_Task statement_
If a line in the data below contains the word "ApiResult", copy it out.

··········

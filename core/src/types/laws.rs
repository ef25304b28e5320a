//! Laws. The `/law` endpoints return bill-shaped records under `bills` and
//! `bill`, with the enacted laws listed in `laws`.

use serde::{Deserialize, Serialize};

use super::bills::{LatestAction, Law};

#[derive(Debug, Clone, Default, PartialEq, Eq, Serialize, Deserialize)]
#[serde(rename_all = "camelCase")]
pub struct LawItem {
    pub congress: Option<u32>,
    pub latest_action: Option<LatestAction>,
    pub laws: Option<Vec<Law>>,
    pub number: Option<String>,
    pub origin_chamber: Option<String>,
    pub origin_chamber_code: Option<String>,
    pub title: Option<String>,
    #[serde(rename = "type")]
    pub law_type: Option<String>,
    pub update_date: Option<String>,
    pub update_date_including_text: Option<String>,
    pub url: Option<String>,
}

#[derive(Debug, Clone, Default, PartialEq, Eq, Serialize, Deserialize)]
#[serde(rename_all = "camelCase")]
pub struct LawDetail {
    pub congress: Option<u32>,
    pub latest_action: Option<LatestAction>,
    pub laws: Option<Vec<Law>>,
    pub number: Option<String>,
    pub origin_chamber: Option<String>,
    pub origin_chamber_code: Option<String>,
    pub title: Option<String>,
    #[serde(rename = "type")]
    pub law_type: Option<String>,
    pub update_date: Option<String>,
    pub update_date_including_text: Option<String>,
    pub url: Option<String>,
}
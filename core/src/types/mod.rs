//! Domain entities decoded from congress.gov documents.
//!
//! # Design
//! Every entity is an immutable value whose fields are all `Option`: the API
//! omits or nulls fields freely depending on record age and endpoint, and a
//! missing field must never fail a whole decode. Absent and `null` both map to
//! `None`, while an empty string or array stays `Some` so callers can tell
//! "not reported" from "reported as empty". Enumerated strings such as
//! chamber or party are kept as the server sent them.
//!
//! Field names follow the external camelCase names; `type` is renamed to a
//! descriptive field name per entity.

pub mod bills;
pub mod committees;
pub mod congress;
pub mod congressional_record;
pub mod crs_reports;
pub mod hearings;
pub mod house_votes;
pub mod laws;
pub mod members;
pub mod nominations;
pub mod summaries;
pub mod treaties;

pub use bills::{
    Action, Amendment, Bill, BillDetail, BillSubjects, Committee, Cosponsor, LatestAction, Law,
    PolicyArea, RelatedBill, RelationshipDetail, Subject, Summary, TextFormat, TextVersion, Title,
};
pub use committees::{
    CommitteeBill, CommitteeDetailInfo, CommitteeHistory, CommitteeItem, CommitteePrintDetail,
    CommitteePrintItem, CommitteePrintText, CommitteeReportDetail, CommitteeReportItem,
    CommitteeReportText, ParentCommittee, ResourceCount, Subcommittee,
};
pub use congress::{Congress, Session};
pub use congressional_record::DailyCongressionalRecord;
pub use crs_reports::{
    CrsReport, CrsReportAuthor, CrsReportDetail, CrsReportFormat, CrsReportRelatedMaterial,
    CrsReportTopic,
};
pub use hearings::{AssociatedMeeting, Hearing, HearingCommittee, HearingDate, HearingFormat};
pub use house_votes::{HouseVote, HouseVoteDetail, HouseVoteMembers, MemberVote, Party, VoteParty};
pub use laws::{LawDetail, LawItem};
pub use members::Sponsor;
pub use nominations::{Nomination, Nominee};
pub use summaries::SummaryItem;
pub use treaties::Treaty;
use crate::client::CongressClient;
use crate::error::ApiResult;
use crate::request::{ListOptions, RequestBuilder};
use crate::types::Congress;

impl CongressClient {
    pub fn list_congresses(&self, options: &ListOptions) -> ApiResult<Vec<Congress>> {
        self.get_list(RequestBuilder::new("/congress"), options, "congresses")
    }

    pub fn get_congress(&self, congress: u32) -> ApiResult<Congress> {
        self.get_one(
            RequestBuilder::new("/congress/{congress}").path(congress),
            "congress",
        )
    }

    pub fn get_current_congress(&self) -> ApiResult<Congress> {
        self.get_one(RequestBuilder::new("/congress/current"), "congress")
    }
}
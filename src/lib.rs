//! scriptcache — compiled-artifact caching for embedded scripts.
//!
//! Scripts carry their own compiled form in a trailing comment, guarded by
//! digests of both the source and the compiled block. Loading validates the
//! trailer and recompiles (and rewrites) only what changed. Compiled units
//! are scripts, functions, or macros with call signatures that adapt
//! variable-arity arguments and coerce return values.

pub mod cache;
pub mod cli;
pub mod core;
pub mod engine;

··········

_Task output_
use crate::error::ApiResult;
    pub fn list_congresses(&self, options: &ListOptions) -> ApiResult<Vec<Congress>> {
    pub fn get_congress(&self, congress: u32) -> ApiResult<Congress> {
    pub fn get_current_congress(&self) -> ApiResult<Congress> {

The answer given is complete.